[真のグローバルリーダーになるために]

【第3回】外国人のビジネス仲間に、なぜ日本人はなれないのか?

2015年2月6日(金)海野 惠一(スウィングバイ 代表取締役社長)

香港のホテルに到着した日本ITCソリューション課長の佐々木。ほとんど勝機がない入札案件について考える中で、「グローバルリーダーとは何か」に対する山下塾の木元塾頭の講義を思い出した。会社では「英語ができ、専門的な知識があり、仕事ができる」ことが条件とされたが、木元塾頭は、それでは不十分だという。グローバルリーダーのあるべき姿に達成するために、日本人に何が欠けているというのか。

 ビジネスにかつためのリーダーこそが、グローバルリーダーだと言う木元塾頭は、そんなリーダー像について、話を続けた。

 「今、マレーシアとシンガポールを結ぶ高速鉄道の入札が話題になっています。そこに日本も入札するのでしょうが、そこで勝つために必要な能力は何でしょうか?そして、勝つためにはバイヤーや強豪相手に対して要求される交渉能力は何でしょうか。

 そもそも、私がコンサルティングを始めてから40年以上になります。昔から、どこの企業も人材のグローバリゼーションを経営課題に挙げてきました。ですが、どの企業も人材のグローバル化を達成できたという話は聞いたことがありません。それはなぜでしょうか?」

 塾頭がこんな質問を私に投げてきたことを思い出した。その質問を佐々木は頭の中で今一度、反芻してみた。

 確かに、今までこうしたグローバリゼーションやグローバル人材の育成について社内で聞いてきたし、自らも研修を受けてきた。しかし、グローバルリーダーの定義とは程遠い研修ばかりだった。佐々木自身も、こうした研修やOJTだけでリーダーを育成できるのかについては疑問に思っていた。彼自身がグローバルリーダーになりたかっただけに、なおさらだった。

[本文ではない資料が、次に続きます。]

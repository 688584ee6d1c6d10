//! Partner directory entries — the parties that follow documents and receive
//! notifications.

use serde::{Deserialize, Serialize};
use uuid::Uuid;

/// How a partner wants to receive email for their notifications.
#[derive(
  Debug, Clone, Copy, PartialEq, Eq, Default, Serialize, Deserialize,
)]
#[serde(rename_all = "lowercase")]
pub enum EmailPreference {
  #[default]
  Always,
  /// Full opt-out; the partner still gets inbox notifications.
  None,
}

#[derive(Debug, Clone, Serialize, Deserialize)]
pub struct Partner {
  pub partner_id:       Uuid,
  pub name:             String,
  pub email:            Option<String>,
  pub email_preference: EmailPreference,
  /// Personal signature appended to outbound notification bodies, as an
  /// HTML fragment.
  pub signature:        Option<String>,
}

/// Input to [`crate::store::PartnerDirectory::add_partner`].
#[derive(Debug, Clone)]
pub struct NewPartner {
  pub name:             String,
  pub email:            Option<String>,
  pub email_preference: EmailPreference,
  pub signature:        Option<String>,
}

impl NewPartner {
  /// Convenience constructor with default preference and no signature.
  pub fn new(name: impl Into<String>, email: Option<String>) -> Self {
    Self {
      name: name.into(),
      email,
      email_preference: EmailPreference::default(),
      signature: None,
    }
  }
}
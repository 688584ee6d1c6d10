//! JSON REST API for Herald.
//!
//! Exposes an axum [`Router`] backed by any store implementing the
//! `herald-core` ports. Auth, TLS, and transport concerns are the caller's
//! responsibility.
//!
//! # Mounting
//!
//! ```rust,ignore
//! .nest("/api", herald_api::api_router(state))
//! ```

pub mod error;
pub mod follow;
pub mod inbox;
pub mod notify;
pub mod partners;


use std::{path::PathBuf, sync::Arc};

use axum::{
  Router,
  routing::{get, post, put},
};
use herald_core::store::SubscriptionStore;
use herald_notify::{Notifier, NotifyStore, footer::Branding};
use serde::Deserialize;

pub use error::ApiError;

// ─── Configuration ───────────────────────────────────────────────────────────

fn default_host() -> String { "127.0.0.1".into() }
fn default_port() -> u16 { 8787 }

/// Server configuration, deserialised from `config.toml` plus `HERALD_*`
/// environment variables.
#[derive(Debug, Clone, Deserialize)]
pub struct ServerConfig {
  #[serde(default = "default_host")]
  pub host:             String,
  #[serde(default = "default_port")]
  pub port:             u16,
  pub store_path:       PathBuf,
  #[serde(default)]
  pub branding:         Branding,
  /// Document models with group/broadcast semantics (no personal signature
  /// in outbound bodies).
  #[serde(default)]
  pub broadcast_models: Vec<String>,
}

// ─── State ───────────────────────────────────────────────────────────────────

/// Shared state handed to every handler.
pub struct AppState<S> {
  pub store:    Arc<S>,
  pub notifier: Arc<Notifier<S>>,
}

impl<S> Clone for AppState<S> {
  fn clone(&self) -> Self {
    Self {
      store:    self.store.clone(),
      notifier: self.notifier.clone(),
    }
  }
}

// ─── Router ──────────────────────────────────────────────────────────────────

/// Build a fully-materialised API router for `state`.
///
/// The returned `Router<()>` can be nested into any parent router regardless
/// of its own state type.
pub fn api_router<S>(state: AppState<S>) -> Router<()>
where
  S: SubscriptionStore + NotifyStore + 'static,
  <S as SubscriptionStore>::Error: Into<herald_core::Error>,
  <S as NotifyStore>::Err: Into<herald_core::Error>,
{
  Router::new()
    // Partners
    .route("/partners", post(partners::create::<S>))
    .route("/partners/{id}", get(partners::get_one::<S>))
    // Followers
    .route(
      "/documents/{model}/{res_id}/followers",
      get(follow::list::<S>).post(follow::create::<S>),
    )
    .route(
      "/documents/{model}/{res_id}/followers/{partner_id}",
      axum::routing::delete(follow::remove::<S>),
    )
    .route(
      "/documents/{model}/{res_id}/followers/{partner_id}/subtypes",
      put(follow::set_subtypes::<S>),
    )
    // Inbox
    .route("/inbox", get(inbox::list::<S>))
    .route("/notifications/{id}/read", post(inbox::set_read::<S>))
    .route("/notifications/{id}/star", post(inbox::set_starred::<S>))
    // Fan-out
    .route("/notify", post(notify::handler::<S>))
    .with_state(state)
}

 さらに塾頭は、従来のグローバルリーダー育成では、そもそも要件が間違っているとも言った。

 「各社とも毎年、相当な投資をしてきているようですが、一向にその成果が上がっていないようです。そうしたことが毎年繰り返されて、何十年も経ってきました。その原因は、人材のグローバリゼーションのための手段を間違えていたからではないでしょうか。そして現在でも、それは間違えたままのように思います。

 グローバルリーダーの一般的な定義に沿った人材を育成するために、企業がこれまで、その要件としてきたことを列挙してみましょう。

(1)英語を上達させる:TOEICが800点を取れないと部長にはなれないというハードルを設ける
(2)専門職能を強化する:世界に通じるためには専門的なノウハウを身につける
(3)仕事ができる:そもそも仕事ができなければリーダーとしては論外である

 そのための人材育成策として企業は何をしてきたでしょうか?

(1)海外留学させる:かつてはMBA資格を取るように推奨してきた。しかし最近は、そうした制度は激減してきている。というのも、MBAを取得した社員が日本に戻ってくると退社してしまうケースが多かったからだ
(2)OJTとして海外派遣する:海外に数年派遣することで、語学と現地のビジネスを研修する。結果、海外でのビジネスのやり方や語学が、その置かれた環境によって大きく異なるものの、それなりの成果は上がってきた。海外での顧客が日本企業の場合には語学は上達しないケースが多々あった
(3)英会話学校に通う:英会話のスキルを高めることが人事考課の項目に入っている

 これらの方法における最大の問題は、育成する側がグローバルリーダーとは、どういう人材かを良く分かっていないケースが多いことです。

 もう一度、定義しておくと『卓越したグローバル視点と専門性を持ち、強い克己心と高いコミュニケーション能力を備え、多様な価値観を持つ多国籍チームを率い、目的遂行に向けて経営資源をグローバル全体最適に導く人材』ですが、この定義通りの人材が、まず社内にはいません。ですから、そもそもどうすればそうした人材になれるのかすら分からないのが現状ではないでしょうか」

 まさしく佐々木は、木元塾頭が指摘する従来型の研修と会社の目標をすべて経験してきたし、それらを達成してきた。大学院を出て修士も取ったし、OJTで上海に3年いた。TOEICもハードルを越えているし、今も毎日、暇さえあれば英BBCのニュースを聞いている。

 だが自分は、まだグローバルリーダーでないことも分かっている。会社側も、これ以上の研修やOJTができないことを知っている。この何年、塾頭が掲げるグローバルリーダーの定義には程遠い自分がいることを認識してきた。この先、どうしていいのか分からない状況が何年も続いてきていた。そんな折、たまたま知人から紹介され山下塾に入塾したという経緯があった。